= Hypothetical chemical compound =

Chemical compound whose existence is predicted, but not confirmed

A hypothetical chemical compound is a chemical compound that has been conceived of, but is not known to have been synthesized, observed, or isolated (identified or shown to exist).

Some hypothetical compounds cannot form at all, due to steric effects (e.g. tetra-tert-butylmethane, C(C(CH3)3)4, chlorine heptafluoride, ClF7, or bromine heptafluoride, BrF7) or bond stress (e.g. tetrahedrane C4H4). Others might turn out to be highly unstable, decomposing, isomerizing, polymerizing, rearranging, or disproportionating. Some are thought to exist only briefly as reactive intermediates or in vacuum. Some have no known pathway for synthesis (e.g. hypercubane).
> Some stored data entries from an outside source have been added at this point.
//! Quality reports produced per generation attempt.

use serde::{Deserialize, Serialize};
use std::fmt;

use crate::constants::quality::AXIS_FLOOR;

/// The three fixed scoring axes
#[derive(Debug, Clone, Copy, PartialEq, Eq, Hash, Serialize, Deserialize)]
#[serde(rename_all = "lowercase")]
pub enum QualityAxis {
    Structural,
    Completeness,
    Consistency,
}

impl fmt::Display for QualityAxis {
    fn fmt(&self, f: &mut fmt::Formatter<'_>) -> fmt::Result {
        match self {
            Self::Structural => write!(f, "structural"),
            Self::Completeness => write!(f, "completeness"),
            Self::Consistency => write!(f, "consistency"),
        }
    }
}

/// Section name used for notes that apply to the whole document
pub const DOCUMENT_SCOPE: &str = "(document)";

/// Targeted feedback for the next attempt
#[derive(Debug, Clone, PartialEq, Eq, Serialize, Deserialize)]
pub struct ImprovementNote {
    pub axis: QualityAxis,
    pub section: String,
    pub message: String,
}

impl ImprovementNote {
    pub fn new(axis: QualityAxis, section: impl Into<String>, message: impl Into<String>) -> Self {
        Self {
            axis,
            section: section.into(),
            message: message.into(),
        }
    }

    pub fn document(axis: QualityAxis, message: impl Into<String>) -> Self {
        Self::new(axis, DOCUMENT_SCOPE, message)
    }
}

impl fmt::Display for ImprovementNote {
    fn fmt(&self, f: &mut fmt::Formatter<'_>) -> fmt::Result {
        write!(f, "[{}] {}: {}", self.axis, self.section, self.message)
    }
}

/// Scores for one attempt. A new report is produced per attempt; reports are
/// never mutated after creation.
#[derive(Debug, Clone, PartialEq, Serialize, Deserialize)]
pub struct QualityReport {
    pub attempt: u32,
    pub structural: f64,
    pub completeness: f64,
    pub consistency: f64,
    /// Weighted mean of the three axes
    pub validator_score: f64,
    /// Score reported by the generation capability, normalized to 0..=1
    pub capability_score: Option<f64>,
    /// Authoritative score: the validator score, or the aligned blend
    pub aggregate: f64,
    pub passed: bool,
    pub low_confidence: bool,
    pub notes: Vec<ImprovementNote>,
}

impl QualityReport {
    /// Accepted only when passing and not flagged
    pub fn acceptable(&self) -> bool {
        self.passed && !self.low_confidence
    }

    /// Any single axis below [`AXIS_FLOOR`]; such a report never passes
    pub fn below_axis_floor(&self) -> bool {
        [self.structural, self.completeness, self.consistency]
            .iter()
            .any(|score| *score < AXIS_FLOOR)
    }

    pub fn failing_axes(&self, threshold: f64) -> Vec<QualityAxis> {
        [
            (QualityAxis::Structural, self.structural),
            (QualityAxis::Completeness, self.completeness),
            (QualityAxis::Consistency, self.consistency),
        ]
        .into_iter()
        .filter(|(_, score)| *score < threshold)
        .map(|(axis, _)| axis)
        .collect()
    }
}
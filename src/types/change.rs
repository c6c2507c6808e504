//! Change input and the typed event produced by the classifier.

use serde::{Deserialize, Serialize};
use std::fmt;
use std::path::Path;

use super::error::Result;

// =============================================================================
// Raw Input
// =============================================================================

#[derive(Debug, Clone, Copy, PartialEq, Eq, Hash, Default, Serialize, Deserialize)]
#[serde(rename_all = "lowercase")]
pub enum FileStatus {
    Added,
    #[default]
    Modified,
    Deleted,
    Renamed,
}

impl FileStatus {
    /// Added, deleted, or renamed: the path set itself changed
    pub fn is_structural(&self) -> bool {
        !matches!(self, Self::Modified)
    }
}

#[derive(Debug, Clone, PartialEq, Eq, Default, Serialize, Deserialize)]
#[serde(default)]
pub struct ChangedFile {
    pub path: String,
    pub status: FileStatus,
    pub previous_path: Option<String>,
    pub additions: u32,
    pub deletions: u32,
}

impl ChangedFile {
    pub fn modified(path: impl Into<String>) -> Self {
        Self {
            path: path.into(),
            ..Default::default()
        }
    }

    pub fn with_status(path: impl Into<String>, status: FileStatus) -> Self {
        Self {
            path: path.into(),
            status,
            ..Default::default()
        }
    }
}

/// Commit and pull-request metadata attached to a change
#[derive(Debug, Clone, PartialEq, Eq, Default, Serialize, Deserialize)]
#[serde(default)]
pub struct ChangeMetadata {
    pub commit_message: Option<String>,
    pub pr_title: Option<String>,
    pub pr_body: Option<String>,
    pub author: Option<String>,
    pub branch: Option<String>,
    pub labels: Vec<String>,
}

impl ChangeMetadata {
    /// All free text (commit, PR title/body, labels) joined for keyword scans
    pub fn text(&self) -> String {
        let mut parts: Vec<&str> = Vec::new();
        parts.extend(self.commit_message.as_deref());
        parts.extend(self.pr_title.as_deref());
        parts.extend(self.pr_body.as_deref());
        parts.extend(self.labels.iter().map(String::as_str));
        parts.join("\n")
    }
}

/// Raw change description as handed to the engine
#[derive(Debug, Clone, PartialEq, Eq, Default, Serialize, Deserialize)]
#[serde(default)]
pub struct RawChange {
    pub repository_id: String,
    pub revision_id: String,
    pub files: Vec<ChangedFile>,
    pub diff: Option<String>,
    pub metadata: ChangeMetadata,
}

impl RawChange {
    /// Load a change description from a JSON or YAML file
    pub fn from_file(path: &Path) -> Result<Self> {
        let raw = std::fs::read_to_string(path)?;
        let is_yaml = path
            .extension()
            .and_then(|e| e.to_str())
            .is_some_and(|e| e.eq_ignore_ascii_case("yaml") || e.eq_ignore_ascii_case("yml"));

        if is_yaml {
            Ok(serde_yaml::from_str(&raw)?)
        } else {
            Ok(serde_json::from_str(&raw)?)
        }
    }
}

// =============================================================================
// Classified Event
// =============================================================================

/// Role a touched path plays in the repository
#[derive(Debug, Clone, Copy, PartialEq, Eq, Hash, Serialize, Deserialize)]
#[serde(rename_all = "kebab-case")]
pub enum PathClass {
    /// README, CONTRIBUTING, guides, usage docs
    EngagementDoc,
    /// ADRs and decision logs
    DecisionRecord,
    /// Any other documentation
    Documentation,
    /// Binaries, CLI definitions, route tables
    EntryPoint,
    /// Public APIs, schemas, exported modules
    PublicInterface,
    /// Manifests, CI, deployment descriptors
    Build,
    Test,
    Source,
}

impl PathClass {
    pub fn is_documentation(&self) -> bool {
        matches!(
            self,
            Self::EngagementDoc | Self::DecisionRecord | Self::Documentation
        )
    }

    /// Paths whose changes alter what the system is or does
    pub fn is_system(&self) -> bool {
        matches!(
            self,
            Self::EntryPoint | Self::PublicInterface | Self::Build | Self::Source
        )
    }
}

impl fmt::Display for PathClass {
    fn fmt(&self, f: &mut fmt::Formatter<'_>) -> fmt::Result {
        let s = match self {
            Self::EngagementDoc => "engagement-doc",
            Self::DecisionRecord => "decision-record",
            Self::Documentation => "documentation",
            Self::EntryPoint => "entry-point",
            Self::PublicInterface => "public-interface",
            Self::Build => "build",
            Self::Test => "test",
            Self::Source => "source",
        };
        f.write_str(s)
    }
}

#[derive(Debug, Clone, PartialEq, Eq, Serialize, Deserialize)]
pub struct ClassifiedPath {
    pub path: String,
    pub status: FileStatus,
    pub class: PathClass,
    /// Module area the path belongs to (`src/auth`, `web`, or `.` for root files)
    pub area: String,
}

/// Coarse change-type tag
#[derive(Debug, Clone, Copy, PartialEq, Eq, Serialize, Deserialize)]
#[serde(rename_all = "kebab-case")]
pub enum ChangeKind {
    InterfaceAffecting,
    DecisionAffecting,
    Structural,
    Cosmetic,
}

impl fmt::Display for ChangeKind {
    fn fmt(&self, f: &mut fmt::Formatter<'_>) -> fmt::Result {
        let s = match self {
            Self::InterfaceAffecting => "interface-affecting",
            Self::DecisionAffecting => "decision-affecting",
            Self::Structural => "structural",
            Self::Cosmetic => "cosmetic",
        };
        f.write_str(s)
    }
}

/// Parsed conventional-commit header
#[derive(Debug, Clone, PartialEq, Eq, Default, Serialize, Deserialize)]
pub struct CommitInfo {
    /// `feat`, `fix`, `revert`, ... when the header is conventional
    pub kind: Option<String>,
    pub scope: Option<String>,
    pub breaking: bool,
    pub subject: Option<String>,
}

#[derive(Debug, Clone, PartialEq, Eq, Default, Serialize, Deserialize)]
pub struct DiffSummary {
    pub files_changed: usize,
    pub additions: u64,
    pub deletions: u64,
    pub added: usize,
    pub deleted: usize,
    pub renamed: usize,
    /// Sorted, distinct areas of source paths
    pub areas: Vec<String>,
    pub excerpt: Option<String>,
}

/// Immutable, typed description of one change
#[derive(Debug, Clone, PartialEq, Serialize, Deserialize)]
pub struct ChangeEvent {
    pub id: String,
    pub repository_id: String,
    pub revision_id: String,
    pub paths: Vec<ClassifiedPath>,
    pub metadata: ChangeMetadata,
    pub commit: CommitInfo,
    pub decision_markers: Vec<String>,
    pub kind: ChangeKind,
    pub diff: DiffSummary,
}

impl ChangeEvent {
    pub fn path_strings(&self) -> Vec<String> {
        self.paths.iter().map(|p| p.path.clone()).collect()
    }

    pub fn has_class(&self, class: PathClass) -> bool {
        self.paths.iter().any(|p| p.class == class)
    }

    pub fn with_class(&self, class: PathClass) -> impl Iterator<Item = &ClassifiedPath> {
        self.paths.iter().filter(move |p| p.class == class)
    }

    pub fn is_breaking(&self) -> bool {
        self.commit.breaking
    }
}

#[cfg(test)]
mod tests {
    use super::*;

    #[test]
    fn test_raw_change_from_yaml() {
        let dir = tempfile::tempdir().unwrap();
        let path = dir.path().join("change.yaml");
        std::fs::write(
            &path,
            "repository_id: acme/api\nrevision_id: abc123\nfiles:\n  - path: src/lib.rs\n  - path: docs/old.md\n    status: deleted\nmetadata:\n  commit_message: \"feat: add search\"\n",
        )
        .unwrap();

        let raw = RawChange::from_file(&path).unwrap();
        assert_eq!(raw.files.len(), 2);
        assert_eq!(raw.files[0].status, FileStatus::Modified);
        assert_eq!(raw.files[1].status, FileStatus::Deleted);
        assert_eq!(raw.metadata.commit_message.as_deref(), Some("feat: add search"));
    }

    #[test]
    fn test_raw_change_from_json_defaults() {
        let dir = tempfile::tempdir().unwrap();
        let path = dir.path().join("change.json");
        std::fs::write(&path, r#"{"files":[{"path":"README.md","status":"added"}]}"#).unwrap();

        let raw = RawChange::from_file(&path).unwrap();
        assert_eq!(raw.repository_id, "");
        assert_eq!(raw.files[0].status, FileStatus::Added);
        assert!(raw.metadata.labels.is_empty());
    }

    #[test]
    fn test_metadata_text_joins_fields() {
        let meta = ChangeMetadata {
            commit_message: Some("revert: old cache".into()),
            pr_title: Some("Switch to redis".into()),
            labels: vec!["architecture".into()],
            ..Default::default()
        };
        let text = meta.text();
        assert!(text.contains("revert: old cache"));
        assert!(text.contains("Switch to redis"));
        assert!(text.contains("architecture"));
    }
}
Some compounds of radioactive elements have never been synthesized due to their radioactive decay and short half-lives (e.g. francium hydroxide FrOH, radon hexafluoride RnF6, astatine heptafluoride AtF7, polonium(II) fluoride PoF2).

Some "parent compounds" have not been or cannot be isolated, even though stable structural analogs with substituents have been discovered or synthesized (e.g. borole C4H4BH). Hypothetical compounds are often predicted or expected from known compounds, such as a families of salts for which the "parent acid" is not a stable molecule, or in which salts form with some cations but not others. Examples of such "phantom acids" are disulfurous acid HO\sS(=O)\sS(=O)2\sOH and sulfurous acid O=S(\sOH)2, whose salts are stable.

Hypothetical compounds are used in some thought experiments.

Some compounds long regarded as hypothetical have later been reported to be isolated. Potassium trichromate has been produced in a small scale and is known to be a very powerful oxidizing agent. Sodium trichromate and sodium and potassium tetrachromate have been hypothesized but are yet to be synthesized.. Generation of pentazole N5H (all nitrogen analog of azole) was first reported in 2003.

Other compounds were once thought to have already been produced, but are now regarded as hypothetical chemical compounds unlikely to ever be produced, such as polywater, oxygen tetrafluoride OF4, chromium hexafluoride CrF6 and osmium octafluoride OsF8.
Ethylene dione was suggested in 1913 and reported to be observed spectroscopically in 2015. However, the reported spectrum was later found to match that of the oxyallyl diradical, (H2C^{•})2CO, formed by rearrangement or disproportionation under the high-energy experimental conditions rather than simple electron loss.

For some compounds, evidences for identification are still sporadic or not strong enough. cyclotrioxidane O3 has not been made in bulk, but there is evidence that tiny quantities of cyclic ozone exist at the surface of magnesium oxide crystals in air.

Other examples of hypothetical compounds are xenon octafluoride XeF8, hexazine N6 (all nitrogen analog of benzene), octaazacubane N8 (all nitrogen analog of cubane), nitrogen pentafluoride NF5, tetrafluoroammonium fluoride [NF4]+F−.

Despite the fact that rhenium heptahydride ReH7 has not been isolated, its salt potassium nonahydridorhenate(VII) (K+)2[ReH9](2-) is stable.

==Prediction==
Stability and other properties can be predicted using energy calculations and computational chemistry.

"[Using] the Born–Haber cycle to estimate ... the heat of formation ... can be used to determine whether a hypothetical compound is stable." However, "a negative formation enthalpy does not automatically imply the existence of a hypothetical compound." The method predicts that NaCl is stable but NeCl is not. It predicted XePtF6 based on the stability of O2PtF6.